17 Jun YA Novels for Pride Month
Every June, LGBTQIA (Lesbian, Gay, Bisexual, Transgender, Queer/Questioning, Intersex, Asexual) Pride Month honors the history, progress, and continued efforts of LGBTQIA activists, communities, and individuals around the world. Throughout the month, parades, festivals, workshops, and other celebratory and educational events take place to bring people with shared identities and experiences together. Today we are highlighting five YA novels written by and about LGBTQIA people.
Click on the title of each book to place a hold through our Evergreen catalogue or visit Overdrive/Libby to access a digital copy using your library card.
For 17-year-old Lily Hu, identity is a tricky thing.

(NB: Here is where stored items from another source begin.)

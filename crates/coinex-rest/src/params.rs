//! Request parameters with deterministic serialization
//!
//! Keys are kept sorted so that the query string or JSON body produced here
//! is stable, which is what the signature is computed over.

use coinex_types::Market;
use serde_json::Value;
use std::collections::BTreeMap;

use crate::error::{RestError, RestResult};

/// Sorted request parameters
#[derive(Debug, Clone, Default, PartialEq)]
pub struct RequestParams(BTreeMap<String, Value>);

impl RequestParams {
    /// Create an empty parameter set
    pub fn new() -> Self {
        Self::default()
    }

    /// Insert a parameter, replacing any previous value
    pub fn insert(&mut self, key: impl Into<String>, value: impl Into<Value>) -> &mut Self {
        self.0.insert(key.into(), value.into());
        self
    }

    /// Builder-style insert
    pub fn with(mut self, key: impl Into<String>, value: impl Into<Value>) -> Self {
        self.insert(key, value);
        self
    }

    /// Insert only when a value is present
    pub fn with_opt<V: Into<Value>>(mut self, key: impl Into<String>, value: Option<V>) -> Self {
        if let Some(value) = value {
            self.insert(key, value);
        }
        self
    }

    /// Add the `market` filter; `None` means all markets and adds nothing
    pub fn with_market(self, market: Option<&Market>) -> Self {
        self.with_opt("market", market.map(Market::as_str))
    }

    /// Value of a parameter, if set
    pub fn get(&self, key: &str) -> Option<&Value> {
        self.0.get(key)
    }

    /// Check if no parameters are set
    pub fn is_empty(&self) -> bool {
        self.0.is_empty()
    }

    /// Number of parameters
    pub fn len(&self) -> usize {
        self.0.len()
    }

    /// URL-encoded query string, keys sorted; empty when there are no parameters
    pub fn to_query(&self) -> RestResult<String> {
        let pairs: Vec<(&str, String)> = self
            .0
            .iter()
            .map(|(k, v)| (k.as_str(), query_value(v)))
            .collect();

        serde_urlencoded::to_string(&pairs).map_err(|e| RestError::Encode(e.to_string()))
    }

    /// Compact JSON body, keys sorted; empty when there are no parameters
    pub fn to_body(&self) -> RestResult<String> {
        if self.0.is_empty() {
            return Ok(String::new());
        }
        serde_json::to_string(&self.0).map_err(|e| RestError::Encode(e.to_string()))
    }
}

fn query_value(value: &Value) -> String {
    match value {
        Value::String(s) => s.clone(),
        Value::Null => String::new(),
        other => other.to_string(),
    }
}
//! Shared types for the CoinEx v2 REST API
//!
//! This crate provides the core type definitions used across the CoinEx SDK.
//! It has minimal dependencies and performs no I/O.
//!
//! # Key Types
//!
//! - [`MarketType`], [`OrderSide`], [`OrderStatus`], [`OrderType`], [`KlinePeriod`] - Request enums
//! - [`Market`] - Trading pair symbols (e.g., "BTCUSDT")
//! - [`ResponseEnvelope`] - The uniform `{code, message, data}` response wrapper
//! - [`SyntheticCode`] - Negative codes produced locally for transport failures
//! - [`CoinExErrorCode`] - Known exchange error codes
//! - [`ValidationError`] - Caller-side misuse detected before any network I/O

pub mod enums;
pub mod envelope;
pub mod error;
pub mod error_codes;
pub mod market;

// Re-export commonly used types
pub use enums::*;
pub use envelope::*;
pub use error::*;
pub use error_codes::*;
pub use market::*;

During her final year of high school in 1954, she must learn how to balance her Chinese-American heritage and childhood friendships with her sexual orientation and budding crush on Kathleen Miller, a girl in her math class. The two girls risk everything to see each other at a lesbian bar called the Telegraph Club, where Lily discovers who she is, who she loves, and what kind of life she desires for herself.
The rules for summertime are always different, according to 15-year-old Aristotle “Ari” Mendoza. He spends his days at the neighborhood pool even though he never learned how to swim and wonders about his quiet father and the incarcerated brother he’s never known. Then one day he meets Dante Quintana, an outgoing boy with an artistic mind and loving parents. As the two boys spend the summer together, they discover the truths about themselves, their families, and their friendship.
The sequel to Simon vs. the Homo Sapiens Agenda. Drumming comes easy to Leah, but sharing her art and her bisexuality with her friends doesn’t. During her last year of high school, Leah’s usually rock-solid group of friends begins to crumble, and she must figure out how to hold them together.
Felix Love has never been in love. Even though he’s proud of his identity as a Black, queer, transgender male, he worries that he will not find his person as easily as everyone else. When Felix begins receiving anonymous transphobic messages from one of his peers, he creates a catfishing scheme to get his revenge. What he doesn’t expect is to become tangled up in a love triangle during the process.
Alice has planned the perfect summer. The only thing missing from the picture is her ex-girlfriend (who ended things when she learned Alice is asexual). Alice tells herself that she’s done with dating. Then she meets Takumi at her summer library job and everything changes. Alice must decide whether she wants their relationship to remain platonic or if she wants it to become something more.